───── Data to examine ─────
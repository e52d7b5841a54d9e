// SPDX-License-Identifier: LGPL-3.0-only

use super::actions::{change_arguments, ActionsObject};
use super::bus::SessionBus;
use super::menus::{root_change, MenusObject};
use super::remote::{fetch_menu, RemoteActions};
use appmenu_core::action::{ActionGroup, ActionSource};
use appmenu_core::error::{AppMenuError, Result};
use appmenu_core::export::{ExportId, ExportService};
use appmenu_core::model::{MenuModel, MenuSource};
use std::collections::HashMap;
use std::sync::{Arc, Mutex, MutexGuard, PoisonError};
use zbus::blocking::Connection;
use zbus::block_on;
use zbus::zvariant::ObjectPath;

enum Exported {
    Menu(MenuModel),
    Actions(ActionGroup),
}

struct Export {
    path: String,
    object: Exported,
    listener: Option<u64>,
}

#[derive(Default)]
struct ServiceState {
    next_id: u32,
    exports: HashMap<ExportId, Export>,
}

/// Publishes menu models as `org.gtk.Menus` and action groups as
/// `org.gtk.Actions` objects on the session bus.
///
/// The bus is connected on the first export. Changes of an exported model or
/// group are announced with the `Changed` signal of its interface.
pub struct DbusExportService {
    bus: SessionBus,
    state: Mutex<ServiceState>,
}

impl DbusExportService {
    /// Create a service connecting to the session bus on demand.
    pub fn new() -> Self {
        Self::with_bus(SessionBus::new())
    }

    /// Create a service on an already opened connection.
    pub fn with_connection(connection: Connection) -> Self {
        Self::with_bus(SessionBus::with_connection(connection))
    }

    fn with_bus(bus: SessionBus) -> Self {
        Self {
            bus,
            state: Mutex::new(ServiceState {
                next_id: 1,
                ..Default::default()
            }),
        }
    }

    fn lock(&self) -> MutexGuard<'_, ServiceState> {
        self.state.lock().unwrap_or_else(PoisonError::into_inner)
    }

    /// Number of live exports.
    pub fn export_count(&self) -> usize {
        self.lock().exports.len()
    }

    fn register(&self, path: &str, object: Exported, listener: Option<u64>) -> ExportId {
        let mut state = self.lock();
        let id = ExportId(state.next_id);
        state.next_id += 1;
        state.exports.insert(
            id,
            Export {
                path: path.to_string(),
                object,
                listener,
            },
        );
        id
    }

    fn is_own_name(&self, bus_name: &str) -> bool {
        self.current_connection_name().as_deref() == Some(bus_name)
    }

    fn local_object(&self, path: &str, menu: bool) -> Option<Exported> {
        self.lock()
            .exports
            .values()
            .filter(|e| e.path == path)
            .find_map(|e| match &e.object {
                Exported::Menu(model) if menu => Some(Exported::Menu(model.clone())),
                Exported::Actions(group) if !menu => Some(Exported::Actions(group.clone())),
                _ => None,
            })
    }
}

impl Default for DbusExportService {
    fn default() -> Self {
        Self::new()
    }
}

fn check_path(path: &str) -> Result<()> {
    ObjectPath::try_from(path)
        .map(|_| ())
        .map_err(|_| AppMenuError::InvalidObjectPath(path.to_string()))
}

fn export_failed(path: &str, reason: impl ToString) -> AppMenuError {
    AppMenuError::ExportFailed {
        path: path.to_string(),
        reason: reason.to_string(),
    }
}

impl ExportService for DbusExportService {
    fn export_menu(&self, path: &str, model: &MenuModel) -> Result<ExportId> {
        check_path(path)?;
        let conn = self.bus.connection()?;
        let server = conn.object_server();
        match server.at(path, MenusObject::new(model.clone())) {
            Ok(true) => {},
            Ok(false) => return Err(export_failed(path, "a menu model is already exported here")),
            Err(e) => return Err(export_failed(path, e)),
        }

        let listener = match server.interface::<_, MenusObject>(path) {
            Ok(iface) => {
                let emitter = iface.signal_emitter().clone();
                Some(model.connect_changed(move |model, change| {
                    let changes = vec![root_change(model, change)];
                    if let Err(err) = block_on(MenusObject::changed(&emitter, changes)) {
                        log::warn!("Failed to emit menu change: {err}");
                    }
                }))
            },
            Err(e) => {
                log::warn!("Menu model at {} will not announce changes: {}", path, e);
                None
            },
        };
        log::debug!("Exported menu model at {}", path);
        Ok(self.register(path, Exported::Menu(model.clone()), listener))
    }

    fn export_actions(&self, path: &str, group: &ActionGroup) -> Result<ExportId> {
        check_path(path)?;
        let conn = self.bus.connection()?;
        let server = conn.object_server();
        match server.at(path, ActionsObject::new(group.clone())) {
            Ok(true) => {},
            Ok(false) => return Err(export_failed(path, "an action group is already exported here")),
            Err(e) => return Err(export_failed(path, e)),
        }

        let listener = match server.interface::<_, ActionsObject>(path) {
            Ok(iface) => {
                let emitter = iface.signal_emitter().clone();
                Some(group.connect_changed(move |change| {
                    let (removals, enables, states, additions) = change_arguments(change);
                    let signal =
                        ActionsObject::changed(&emitter, removals, enables, states, additions);
                    if let Err(err) = block_on(signal) {
                        log::warn!("Failed to emit action change: {err}");
                    }
                }))
            },
            Err(e) => {
                log::warn!("Action group at {} will not announce changes: {}", path, e);
                None
            },
        };
        log::debug!("Exported action group at {}", path);
        Ok(self.register(path, Exported::Actions(group.clone()), listener))
    }

    fn unexport(&self, id: ExportId) {
        let Some(export) = self.lock().exports.remove(&id) else {
            log::warn!("Unexport of unknown {}", id);
            return;
        };
        let server = self.bus.peek().map(|conn| conn.object_server().clone());
        let removed = match &export.object {
            Exported::Menu(model) => {
                if let Some(listener) = export.listener {
                    model.disconnect_changed(listener);
                }
                server.map(|s| s.remove::<MenusObject, _>(export.path.as_str()))
            },
            Exported::Actions(group) => {
                if let Some(listener) = export.listener {
                    group.disconnect_changed(listener);
                }
                server.map(|s| s.remove::<ActionsObject, _>(export.path.as_str()))
            },
        };
        if let Some(Err(e)) = removed {
            log::warn!("Failed to unexport {} at {}: {}", id, export.path, e);
        }
    }

    fn lookup_actions(&self, bus_name: &str, path: &str) -> Option<Arc<dyn ActionSource>> {
        if self.is_own_name(bus_name) {
            return match self.local_object(path, false) {
                Some(Exported::Actions(group)) => Some(Arc::new(group)),
                _ => None,
            };
        }
        let conn = self.bus.connection().ok()?;
        match RemoteActions::connect(&conn, bus_name, path) {
            Ok(remote) => Some(Arc::new(remote)),
            Err(e) => {
                log::debug!("No action group of {} at {}: {}", bus_name, path, e);
                None
            },
        }
    }

    fn lookup_menu(&self, bus_name: &str, path: &str) -> Option<Arc<dyn MenuSource>> {
        if self.is_own_name(bus_name) {
            return match self.local_object(path, true) {
                Some(Exported::Menu(model)) => Some(Arc::new(model)),
                _ => None,
            };
        }
        let conn = self.bus.connection().ok()?;
        match fetch_menu(&conn, bus_name, path) {
            Ok(menu) => Some(Arc::new(menu)),
            Err(e) => {
                log::debug!("No menu model of {} at {}: {}", bus_name, path, e);
                None
            },
        }
    }

    fn current_connection_name(&self) -> Option<String> {
        let conn = self.bus.connection().ok()?;
        conn.unique_name().map(|name| name.to_string())
    }
}

#[cfg(test)]
mod tests {
    use super::*;

    #[test]
    fn test_invalid_path_is_rejected_before_connecting() {
        let service = DbusExportService::new();
        let model = MenuModel::new();
        assert!(matches!(
            service.export_menu("not/a/path", &model),
            Err(AppMenuError::InvalidObjectPath(_))
        ));
        assert!(matches!(
            service.export_actions("/trailing/", &ActionGroup::new(None)),
            Err(AppMenuError::InvalidObjectPath(_))
        ));
        assert_eq!(service.export_count(), 0);
    }

    #[test]
    fn test_unknown_unexport_is_ignored() {
        let service = DbusExportService::new();
        service.unexport(ExportId(99));
        assert_eq!(service.export_count(), 0);
    }
}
─────
**What to produce:** Repeat only what lies between the first line of the data and the line containing "Self::with_bus(SessionBus::with_connection(connection))", both of those lines included, exactly as it stands.

**Result below:**
repository e52d7b5841a54d9e
// SPDX-License-Identifier: LGPL-3.0-only

use super::actions::{change_arguments, ActionsObject};
use super::bus::SessionBus;
use super::menus::{root_change, MenusObject};
use super::remote::{fetch_menu, RemoteActions};
use appmenu_core::action::{ActionGroup, ActionSource};
use appmenu_core::error::{AppMenuError, Result};
use appmenu_core::export::{ExportId, ExportService};
use appmenu_core::model::{MenuModel, MenuSource};
use std::collections::HashMap;
use std::sync::{Arc, Mutex, MutexGuard, PoisonError};
use zbus::blocking::Connection;
use zbus::block_on;
use zbus::zvariant::ObjectPath;

enum Exported {
    Menu(MenuModel),
    Actions(ActionGroup),
}

struct Export {
    path: String,
    object: Exported,
    listener: Option<u64>,
}

#[derive(Default)]
struct ServiceState {
    next_id: u32,
    exports: HashMap<ExportId, Export>,
}

/// Publishes menu models as `org.gtk.Menus` and action groups as
/// `org.gtk.Actions` objects on the session bus.
///
/// The bus is connected on the first export. Changes of an exported model or
/// group are announced with the `Changed` signal of its interface.
pub struct DbusExportService {
    bus: SessionBus,
    state: Mutex<ServiceState>,
}

impl DbusExportService {
    /// Create a service connecting to the session bus on demand.
    pub fn new() -> Self {
        Self::with_bus(SessionBus::new())
    }

    /// Create a service on an already opened connection.
    pub fn with_connection(connection: Connection) -> Self {
        Self::with_bus(SessionBus::with_connection(connection))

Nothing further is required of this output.